3. Fehlt es, wie ausgeführt, an einem anspruchsbegründenden Tatbestand, so vermag das Vorliegen -- nur -- einzelner Elemente verschiedener Tatbestände (insbesondere Erstattungslagerung in der Bundesrepublik, Vorratslagerung und Schiffsbelieferung in Spanien) diesen Mangel nicht auszugleichen. Die Verordnung trennt die Tatbestände jeweils eindeutig und klar, wobei Sonderfälle wie die einer anschließenden Durchfuhr oder Lagerung in einem anderen Mitgliedstaat durchaus Berücksichtigung finden. Eine ggf. zu schließende Lücke liegt nicht vor. Der 43. Erwägungsgrund der VO gibt für eine andere Bewertung nichts her; er begründet nur -- selber ohne Normcharakter --, daß für Bevorratungslieferungen innerhalb und außerhalb der Gemeinschaft gleich hohe Erstattungen gewährt werden, und sagt über die Voraussetzungen ihrer Gewährung nichts aus.

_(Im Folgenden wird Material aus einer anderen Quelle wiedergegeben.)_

//! In-memory artifact storage.

use std::sync::{
    Mutex,
    atomic::{AtomicU64, Ordering},
};

use folio_render_types::GenerationOutput;
use lru::LruCache;
use serde::Serialize;

use super::{config::ArtifactCacheConfig, keys::ArtifactKey};
use crate::util::lock::mutex_lock;

const SOURCE: &str = "cache::store";

#[derive(Debug, Clone, Copy, PartialEq, Eq, Serialize, Default)]
pub struct CacheStats {
    pub entries: usize,
    pub capacity: usize,
    pub hits: u64,
    pub misses: u64,
    pub evictions: u64,
}

/// Narrow storage interface for generated documents.
pub trait ArtifactCache: Send + Sync {
    fn get(&self, key: &ArtifactKey) -> Option<GenerationOutput>;

    fn put(&self, key: ArtifactKey, output: GenerationOutput);

    /// Remove one entry. Returns whether it was present.
    fn invalidate(&self, key: &ArtifactKey) -> bool;

    fn stats(&self) -> CacheStats;
}

/// LRU-bounded [`ArtifactCache`].
pub struct LruArtifactCache {
    entries: Mutex<LruCache<ArtifactKey, GenerationOutput>>,
    hits: AtomicU64,
    misses: AtomicU64,
    evictions: AtomicU64,
}

impl LruArtifactCache {
    pub fn new(config: &ArtifactCacheConfig) -> Self {
        Self {
            entries: Mutex::new(LruCache::new(config.capacity_non_zero())),
            hits: AtomicU64::new(0),
            misses: AtomicU64::new(0),
            evictions: AtomicU64::new(0),
        }
    }

    pub fn clear(&self) {
        mutex_lock(&self.entries, SOURCE, "clear").clear();
    }
}

impl ArtifactCache for LruArtifactCache {
    fn get(&self, key: &ArtifactKey) -> Option<GenerationOutput> {
        let found = mutex_lock(&self.entries, SOURCE, "get").get(key).cloned();
        let counter = if found.is_some() {
            &self.hits
        } else {
            &self.misses
        };
        counter.fetch_add(1, Ordering::Relaxed);
        found
    }

    fn put(&self, key: ArtifactKey, output: GenerationOutput) {
        let mut entries = mutex_lock(&self.entries, SOURCE, "put");
        if let Some((evicted, _)) = entries.push(key.clone(), output)
            && evicted != key
        {
            self.evictions.fetch_add(1, Ordering::Relaxed);
        }
    }

    fn invalidate(&self, key: &ArtifactKey) -> bool {
        mutex_lock(&self.entries, SOURCE, "invalidate")
            .pop(key)
            .is_some()
    }

    fn stats(&self) -> CacheStats {
        let entries = mutex_lock(&self.entries, SOURCE, "stats");
        CacheStats {
            entries: entries.len(),
            capacity: entries.cap().get(),
            hits: self.hits.load(Ordering::Relaxed),
            misses: self.misses.load(Ordering::Relaxed),
            evictions: self.evictions.load(Ordering::Relaxed),
        }
    }
}
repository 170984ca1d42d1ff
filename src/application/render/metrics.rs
//! Metric names emitted by the renderer pool and generation pipeline.

pub const POOL_ACQUIRE_TOTAL: &str = "folio_pool_acquire_total";
pub const POOL_ACQUIRE_TIMEOUT_TOTAL: &str = "folio_pool_acquire_timeout_total";
pub const POOL_UNHEALTHY_TOTAL: &str = "folio_pool_unhealthy_total";
pub const POOL_RECYCLED_TOTAL: &str = "folio_pool_recycled_total";
pub const POOL_EVICTED_TOTAL: &str = "folio_pool_evicted_total";
pub const POOL_SIZE: &str = "folio_pool_size";
pub const RENDER_ATTEMPT_MS: &str = "folio_render_attempt_ms";
pub const GENERATION_TOTAL: &str = "folio_generation_total";
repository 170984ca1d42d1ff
//! Tier-1 and tier-2 document renderers.

pub mod minimal;
pub mod portfolio;
//! Renderer pool and generation pipeline.
//!
//! The pool owns a bounded set of live renderer instances created through a
//! pluggable [`RendererFactory`]. The pipeline borrows them for timed live
//! attempts and falls back to pool-independent template output when live
//! rendering is unavailable. Caching and persistence are the caller's concern.

mod backend;
mod check;
mod config;
mod fallback;
mod handle;
pub mod metrics;
mod pipeline;
mod pool;
mod process;
mod types;

#[cfg(test)]
pub(crate) mod testing;

pub use backend::{ReadinessSignal, RenderJob, RenderSource, Renderer, RendererError, RendererFactory};
pub use check::ContentCheck;
pub use config::{PipelineConfig, PoolConfig};
pub use fallback::{TemplateError, TemplateRenderer};
pub use handle::RendererHandle;
pub use pipeline::GenerationPipeline;
pub use pool::{PoolError, RendererLease, RendererPool, SweepReport};
pub use process::{ProcessRenderer, ProcessRendererFactory};
pub use types::{GenerationError, RenderMode, ValidatedTarget, ValidationError};
use thiserror::Error;

use crate::{application::render::GenerationError, infra::error::InfraError};

/// Top-level error surfaced by the binary entry points.
#[derive(Debug, Error)]
pub enum AppError {
    #[error(transparent)]
    Infra(#[from] InfraError),
    #[error(transparent)]
    Generation(#[from] GenerationError),
    #[error("validation failed: {0}")]
    Validation(String),
    #[error("unexpected error: {0}")]
    Unexpected(String),
}

impl AppError {
    pub fn validation(message: impl Into<String>) -> Self {
        Self::Validation(message.into())
    }

    pub fn unexpected(message: impl Into<String>) -> Self {
        Self::Unexpected(message.into())
    }
}
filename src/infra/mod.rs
//! Infrastructure adapters and runtime bootstrap.

pub mod error;
pub mod telemetry;
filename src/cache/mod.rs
//! Artifact cache that may sit in front of the generation pipeline.
//!
//! The pipeline itself never depends on this module. Hosts that want repeated
//! targets served from memory wrap it in a [`CachedGenerator`].
//!
//! ## Configuration
//!
//! ```toml
//! [cache]
//! enabled = true
//! capacity = 256
//! ```

mod config;
mod generator;
mod keys;
mod store;

pub use config::ArtifactCacheConfig;
pub use generator::CachedGenerator;
pub use keys::ArtifactKey;
pub use store::{ArtifactCache, CacheStats, LruArtifactCache};
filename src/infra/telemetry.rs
use std::sync::Once;

use metrics::{Unit, describe_counter, describe_gauge, describe_histogram};
use tracing_error::ErrorLayer;
use tracing_subscriber::{
    EnvFilter, fmt,
    layer::{Layer, SubscriberExt},
    util::SubscriberInitExt,
};

use crate::application::render::metrics as render_metrics;
use crate::config::{LogFormat, LoggingSettings};

use super::error::InfraError;

static METRIC_DESCRIPTIONS: Once = Once::new();

/// Install a global tracing subscriber using the provided logging settings.
pub fn init(logging: &LoggingSettings) -> Result<(), InfraError> {
    describe_metrics();

    let env_filter = EnvFilter::builder()
        .with_default_directive(logging.level.into())
        .from_env_lossy();

    let fmt_layer = match logging.format {
        LogFormat::Json => fmt::layer()
            .json()
            .with_current_span(true)
            .with_span_list(true)
            .with_target(true)
            .boxed(),
        LogFormat::Compact => fmt::layer().compact().with_target(true).boxed(),
    };

    tracing_subscriber::registry()
        .with(env_filter)
        .with(ErrorLayer::default())
        .with(fmt_layer)
        .try_init()
        .map_err(|err| {
            InfraError::telemetry(format!("failed to install tracing subscriber: {err}"))
        })
}

/// Register descriptions for every metric the engine emits. Safe to call repeatedly.
pub fn describe_metrics() {
    METRIC_DESCRIPTIONS.call_once(|| {
        describe_counter!(
            render_metrics::POOL_ACQUIRE_TOTAL,
            Unit::Count,
            "Total number of renderer handles checked out of the pool."
        );
        describe_counter!(
            render_metrics::POOL_ACQUIRE_TIMEOUT_TOTAL,
            Unit::Count,
            "Total number of acquire calls that gave up after their timeout."
        );
        describe_counter!(
            render_metrics::POOL_UNHEALTHY_TOTAL,
            Unit::Count,
            "Total number of renderer handles removed after a failed liveness probe."
        );
        describe_counter!(
            render_metrics::POOL_RECYCLED_TOTAL,
            Unit::Count,
            "Total number of renderer handles retired after reaching the use threshold."
        );
        describe_counter!(
            render_metrics::POOL_EVICTED_TOTAL,
            Unit::Count,
            "Total number of idle renderer handles evicted by the sweep."
        );
        describe_gauge!(
            render_metrics::POOL_SIZE,
            Unit::Count,
            "Current number of renderer handles owned by the pool."
        );
        describe_histogram!(
            render_metrics::RENDER_ATTEMPT_MS,
            Unit::Milliseconds,
            "Latency of individual live render attempts in milliseconds."
        );
        describe_counter!(
            render_metrics::GENERATION_TOTAL,
            Unit::Count,
            "Total number of generated documents, labelled by output tier."
        );
    });
}
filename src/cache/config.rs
use std::num::NonZeroUsize;

use crate::config::CacheSettings;

const DEFAULT_CAPACITY: usize = 256;

#[derive(Debug, Clone)]
pub struct ArtifactCacheConfig {
    pub enabled: bool,
    /// Maximum number of generated documents kept in memory.
    pub capacity: usize,
}

impl Default for ArtifactCacheConfig {
    fn default() -> Self {
        Self {
            enabled: true,
            capacity: DEFAULT_CAPACITY,
        }
    }
}

impl From<&CacheSettings> for ArtifactCacheConfig {
    fn from(settings: &CacheSettings) -> Self {
        Self {
            enabled: settings.enabled,
            capacity: settings.capacity.get() as usize,
        }
    }
}

impl ArtifactCacheConfig {
    /// Returns the capacity as NonZeroUsize, clamping to 1 if zero.
    pub fn capacity_non_zero(&self) -> NonZeroUsize {
        NonZeroUsize::new(self.capacity).unwrap_or(NonZeroUsize::MIN)
    }
}
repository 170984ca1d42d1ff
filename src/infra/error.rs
use thiserror::Error;

#[derive(Debug, Error)]
pub enum InfraError {
    #[error("io error: {0}")]
    Io(#[from] std::io::Error),
    #[error("telemetry initialization failed: {0}")]
    Telemetry(String),
    #[error("configuration error: {message}")]
    Configuration { message: String },
}

impl InfraError {
    pub fn configuration(message: impl Into<String>) -> Self {
        Self::Configuration {
            message: message.into(),
        }
    }

    pub fn telemetry(message: impl Into<String>) -> Self {
        Self::Telemetry(message.into())
    }
}
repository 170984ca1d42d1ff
use askama::Template;
use folio_render_types::PortfolioDocument;

use crate::application::render::{RenderMode, TemplateError, TemplateRenderer};

/// Template ids understood by [`AskamaTemplateRenderer`].
pub const TEMPLATE_IDS: &[&str] = &["classic", "gallery"];

#[derive(Clone)]
pub struct PortfolioItemView {
    pub title: String,
    pub summary: String,
    pub url: Option<String>,
}

#[derive(Clone)]
pub struct PortfolioView {
    pub mode: &'static str,
    pub print: bool,
    pub theme: String,
    pub name: String,
    pub title: String,
    pub description: String,
    pub contact_email: Option<String>,
    pub items: Vec<PortfolioItemView>,
}

impl PortfolioView {
    pub fn new(mode: RenderMode, document: &PortfolioDocument) -> Self {
        Self {
            mode: mode.as_str(),
            print: mode.is_print(),
            theme: document
                .theme
                .as_deref()
                .map(str::trim)
                .filter(|theme| !theme.is_empty())
                .unwrap_or("light")
                .to_string(),
            name: document.name.trim().to_string(),
            title: document.title.trim().to_string(),
            description: document.description.trim().to_string(),
            contact_email: non_blank(document.contact_email.as_deref()),
            items: document
                .items
                .iter()
                .map(|item| PortfolioItemView {
                    title: item.title.trim().to_string(),
                    summary: item.summary.trim().to_string(),
                    url: non_blank(item.url.as_deref()),
                })
                .collect(),
        }
    }
}

fn non_blank(value: Option<&str>) -> Option<String> {
    value
        .map(str::trim)
        .filter(|value| !value.is_empty())
        .map(str::to_string)
}

#[derive(Template)]
#[template(path = "portfolio/classic.html")]
pub struct ClassicTemplate {
    pub view: PortfolioView,
}

#[derive(Template)]
#[template(path = "portfolio/gallery.html")]
pub struct GalleryTemplate {
    pub view: PortfolioView,
}

/// Renders portfolio documents with the compiled askama templates.
#[derive(Debug, Clone, Copy, Default)]
pub struct AskamaTemplateRenderer;

impl TemplateRenderer for AskamaTemplateRenderer {
    fn render(
        &self,
        template: &str,
        mode: RenderMode,
        document: &PortfolioDocument,
    ) -> Result<String, TemplateError> {
        let view = PortfolioView::new(mode, document);
        let rendered = match template.trim().to_ascii_lowercase().as_str() {
            "classic" | "default" => ClassicTemplate { view }.render(),
            "gallery" => GalleryTemplate { view }.render(),
            _ => return Err(TemplateError::UnknownTemplate(template.to_string())),
        };

        rendered.map_err(|err| TemplateError::Render {
            template: template.to_string(),
            message: err.to_string(),
        })
    }
}

#[cfg(test)]
mod tests {
    use super::*;
    use crate::application::render::testing::sample_document;

    #[test]
    fn classic_template_renders_document_fields() {
        let html = AskamaTemplateRenderer
            .render("classic", RenderMode::Site, &sample_document())
            .expect("classic renders");

        assert!(html.contains("data-portfolio-ready"));
        assert!(html.contains("<h1>Ada Lovelace</h1>"));
        assert!(html.contains("href=\"https://example.com/note-g\""));
        assert!(html.contains("mailto:ada@example.com"));
        assert!(!html.contains("@page"));
    }

    #[test]
    fn print_mode_adds_print_styles() {
        let html = AskamaTemplateRenderer
            .render("gallery", RenderMode::Print, &sample_document())
            .expect("gallery renders");
        assert!(html.contains("@page"));
        assert!(html.contains("data-mode=\"print\""));
    }

    #[test]
    fn document_text_is_escaped() {
        let mut document = sample_document();
        document.name = "<script>alert(1)</script>".to_string();
        let html = AskamaTemplateRenderer
            .render("classic", RenderMode::Preview, &document)
            .expect("classic renders");
        assert!(!html.contains("<script>alert(1)</script>"));
        assert!(html.contains("&lt;script&gt;"));
    }

    #[test]
    fn unknown_template_is_an_error() {
        let err = AskamaTemplateRenderer
            .render("brutalist", RenderMode::Site, &sample_document())
            .expect_err("template is unknown");
        assert_eq!(err, TemplateError::UnknownTemplate("brutalist".to_string()));
    }
}
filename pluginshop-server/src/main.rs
//! Plugin Shop license server
//!
//! Issues license keys, validates them and tracks device activations over
//! a small JSON API. State lives in memory and is lost on restart.
//!
//! Usage:
//!   pluginshop-server --port 4100

use std::net::IpAddr;
use std::sync::Arc;

use anyhow::Result;
use clap::Parser;
use pluginshop_license::SystemClock;
use pluginshop_server::{AppState, ServerConfig, config::DEFAULT_PORT, serve};
use tracing::info;
use tracing_subscriber::{EnvFilter, FmtSubscriber};

#[derive(Parser, Debug)]
#[command(name = "pluginshop-server")]
#[command(about = "Plugin Shop license issuance and activation API")]
struct Args {
    /// Address to listen on
    #[arg(long, default_value = "0.0.0.0")]
    host: IpAddr,

    /// HTTP port
    #[arg(short, long, default_value_t = DEFAULT_PORT)]
    port: u16,

    /// Enable verbose debug logging (RUST_LOG overrides)
    #[arg(short, long)]
    verbose: bool,
}

#[tokio::main]
async fn main() -> Result<()> {
    let args = Args::parse();
    let default_level = if args.verbose { "debug" } else { "info" };
    let filter =
        EnvFilter::try_from_default_env().unwrap_or_else(|_| EnvFilter::new(default_level));
    FmtSubscriber::builder()
        .with_env_filter(filter)
        .with_target(false)
        .compact()
        .init();

    info!("Plugin Shop license server starting...");
    let config = ServerConfig {
        host: args.host,
        port: args.port,
    };
    let state = AppState::new(Arc::new(SystemClock));

    serve(&config, state).await
}
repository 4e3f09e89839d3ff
//! The license record and its status rules.
//!
//! A license is usable while it is not expired and has a free activation
//! slot. `check_license` reports which rule failed; `is_license_valid`
//! collapses that to a boolean for callers that only need yes/no.

use crate::error::LicenseResult;
use crate::key::{generate_license_key_with, validate_license_key_format};
use crate::policy::{ActivationLimit, LicenseType};
use chrono::{DateTime, Duration, Utc};
use rand::Rng;
use serde::{Deserialize, Serialize};

/// Request to issue a new license.
#[derive(Debug, Clone, PartialEq, Eq, Serialize, Deserialize)]
#[serde(rename_all = "camelCase")]
pub struct NewLicense {
    /// Purchased plugin.
    pub product_id: u32,
    /// Purchaser.
    pub user_id: String,
    /// Purchaser email (descriptive only).
    #[serde(default)]
    pub email: String,
    /// License type; single-user when omitted.
    #[serde(default = "default_license_type")]
    pub license_type: LicenseType,
}

fn default_license_type() -> LicenseType {
    LicenseType::Single
}

/// An issued license key and its activation bookkeeping.
#[derive(Debug, Clone, PartialEq, Eq, Serialize, Deserialize)]
#[serde(rename_all = "camelCase")]
pub struct LicenseKey {
    /// The `XXXX-XXXX-XXXX-XXXX` key string.
    pub key: String,
    pub product_id: u32,
    pub user_id: String,
    pub email: String,
    pub created_at: DateTime<Utc>,
    /// None for perpetual licenses.
    pub expires_at: Option<DateTime<Utc>>,
    pub max_activations: ActivationLimit,
    /// Live device activations, tracked by the owner of the record.
    pub current_activations: u32,
    #[serde(rename = "type")]
    pub license_type: LicenseType,
}

impl LicenseKey {
    /// Issues a license at `now`, deriving expiry and device limit from the
    /// license type.
    ///
    /// # Errors
    ///
    /// Returns an error if the product or user ID is unusable for key
    /// generation.
    pub fn issue<R: Rng + ?Sized>(
        request: NewLicense,
        now: DateTime<Utc>,
        rng: &mut R,
    ) -> LicenseResult<Self> {
        let key = generate_license_key_with(request.product_id, &request.user_id, now, rng)?;
        let license_type = request.license_type;

        Ok(Self {
            key,
            product_id: request.product_id,
            user_id: request.user_id,
            email: request.email,
            created_at: now,
            expires_at: license_type
                .duration_days()
                .map(|days| now + Duration::days(i64::from(days))),
            max_activations: license_type.max_activations(),
            current_activations: 0,
            license_type,
        })
    }

    /// Returns true if the license has an expiry strictly before `now`.
    #[must_use]
    pub fn is_expired_at(&self, now: DateTime<Utc>) -> bool {
        self.expires_at.is_some_and(|exp| exp < now)
    }

    /// Free activation slots, or None when unlimited.
    #[must_use]
    pub fn remaining_activations(&self) -> Option<u32> {
        self.max_activations
            .as_limit()
            .map(|max| max.saturating_sub(self.current_activations))
    }
}

/// Why a license can or cannot be used right now.
#[derive(Debug, Clone, Copy, PartialEq, Eq, Serialize, Deserialize)]
#[serde(tag = "reason", rename_all = "camelCase")]
pub enum LicenseStatus {
    /// Unexpired with a free activation slot.
    Valid,
    /// Expiry passed.
    #[serde(rename_all = "camelCase")]
    Expired { expired_at: DateTime<Utc> },
    /// Every activation slot is in use.
    #[serde(rename_all = "camelCase")]
    ActivationLimitReached { max_activations: u32 },
}

impl LicenseStatus {
    #[must_use]
    pub fn is_valid(&self) -> bool {
        matches!(self, Self::Valid)
    }
}

/// Evaluates expiry first, then the activation limit.
#[must_use]
pub fn check_license(license: &LicenseKey, now: DateTime<Utc>) -> LicenseStatus {
    if let Some(expired_at) = license.expires_at.filter(|exp| *exp < now) {
        return LicenseStatus::Expired { expired_at };
    }

    match license.max_activations {
        ActivationLimit::Limited(max) if license.current_activations >= max => {
            LicenseStatus::ActivationLimitReached {
                max_activations: max,
            }
        }
        _ => LicenseStatus::Valid,
    }
}

/// Returns true if `license` is usable at the current system time.
#[must_use]
pub fn is_license_valid(license: &LicenseKey) -> bool {
    is_license_valid_at(license, Utc::now())
}

/// Returns true if `license` is usable at `now`.
#[must_use]
pub fn is_license_valid_at(license: &LicenseKey, now: DateTime<Utc>) -> bool {
    check_license(license, now).is_valid()
}

/// Lifecycle state shown to customers.
///
/// `Active` moves to `Expired` with time and to `Invalid` when the key
/// cannot be resolved. Neither transition reverses without re-issuing.
#[derive(Debug, Clone, Copy, PartialEq, Eq, Hash, Serialize, Deserialize)]
#[serde(rename_all = "lowercase")]
pub enum OperationalStatus {
    Active,
    Expired,
    Invalid,
}

/// Resolves the customer-facing status of `key` given its stored record.
///
/// A full activation list does not make a license inactive; it only blocks
/// new activations.
#[must_use]
pub fn resolve_status(
    key: &str,
    record: Option<&LicenseKey>,
    now: DateTime<Utc>,
) -> OperationalStatus {
    if !validate_license_key_format(key) {
        return OperationalStatus::Invalid;
    }
    match record {
        Some(license) if license.key != key => OperationalStatus::Invalid,
        Some(license) if license.is_expired_at(now) => OperationalStatus::Expired,
        Some(_) => OperationalStatus::Active,
        None => OperationalStatus::Invalid,
    }
}
//! Shared test helpers for license tests.

#![allow(dead_code)]

use chrono::{DateTime, Duration, Utc};
use pluginshop_license::{ActivationLimit, DeviceInfo, LicenseKey, LicenseType, MachineDescriptor};
use rand::SeedableRng;
use rand::rngs::StdRng;

/// 2023-11-14T22:13:20Z, which is `LOYW3V28` in base 36 milliseconds.
pub const FIXED_MILLIS: i64 = 1_700_000_000_000;

/// Returns the fixed instant used across tests.
pub fn fixed_now() -> DateTime<Utc> {
    DateTime::from_timestamp_millis(FIXED_MILLIS).unwrap()
}

/// Returns a deterministic RNG.
pub fn seeded_rng() -> StdRng {
    StdRng::seed_from_u64(0x5eed)
}

/// Builds a license record directly, bypassing issuance.
pub fn license(
    license_type: LicenseType,
    current_activations: u32,
    expires_at: Option<DateTime<Utc>>,
) -> LicenseKey {
    LicenseKey {
        key: "0001-LOYW-3V28-AB12".to_string(),
        product_id: 1,
        user_id: "user-1".to_string(),
        email: "buyer@example.com".to_string(),
        created_at: fixed_now() - Duration::days(30),
        expires_at,
        max_activations: license_type.max_activations(),
        current_activations,
        license_type,
    }
}

/// A license with an explicit activation limit and no expiry.
pub fn license_with_limit(limit: ActivationLimit, current_activations: u32) -> LicenseKey {
    let mut lic = license(LicenseType::Team, current_activations, None);
    lic.max_activations = limit;
    lic
}

/// A fixed device so fingerprints do not depend on the test host.
pub fn test_device() -> DeviceInfo {
    DeviceInfo {
        os_name: "linux".to_string(),
        os_version: "24.04".to_string(),
        hostname: "workstation-7".to_string(),
        arch: "x86_64".to_string(),
    }
}

/// Descriptor built from `vars` (name, value) pairs over `test_device()`.
pub fn descriptor_from(vars: &[(&str, &str)]) -> MachineDescriptor {
    MachineDescriptor::from_lookup(&test_device(), |name| {
        vars.iter()
            .find(|(k, _)| *k == name)
            .map(|(_, v)| (*v).to_string())
    })
}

Angesichts der Eindeutigkeit der maßgebenden Regelung kann die Klägerin sich auch nicht darauf berufen, daß die Zollstelle in Spanien, wie sich aus der Ausstellung der Bescheinigung nach Anhang IV VO ergibt, von einem Fall des Art. 43 VO ausgegangen ist (vgl. Abs. 3 a. a. O.) und eine Bestätigung abgegeben hat, die der Zollbehörde eines Drittlandes obliegt. Daß diese Vorgehensweise bereits nicht vertrauensbegründend sein konnte, hat das FG unter Hinweis auf die Rechtsprechung des EuGH (Urteile vom 26. April 1988 Rs. 316/86, EuGHE 1988, 2213, 2239 f.; vom 15. Dezember 1982 Rs. 5/82, EuGHE 1982, 4601, 4615) rechtsfehlerfrei ausgeführt. Schließlich kann die Klägerin auch mit dem -- vom HZA bestrittenen -- Vorbringen, in angeblich vergleichbaren Fällen werde eine Erstattung nicht ausgeschlossen, nicht durchdringen. Abgesehen davon, daß dieser Vortrag neu und deswegen in der Revisionsinstanz nicht berücksichtigungsfähig ist, läßt sich auf eine etwa rechtswidrige Vorgehensweise in Vergleichsfällen ein Anspruch auf Gleichbehandlung nicht gründen (vgl. nur Senat, Urteil vom 18. März 1986 VII R 55/83, BFHE 146, 294, 296).

Auslegungsfälle werfen die hier anzuwendenden -- klaren -- Gemeinschaftsvorschriften nicht auf. Ein Vorabentscheidungsersuchen an den EuGH ist mithin nicht veranlaßt (vgl. dessen Urteil vom 6. Oktober 1982 Rs. 283/81, EuGHE 1982, 3415, 3430).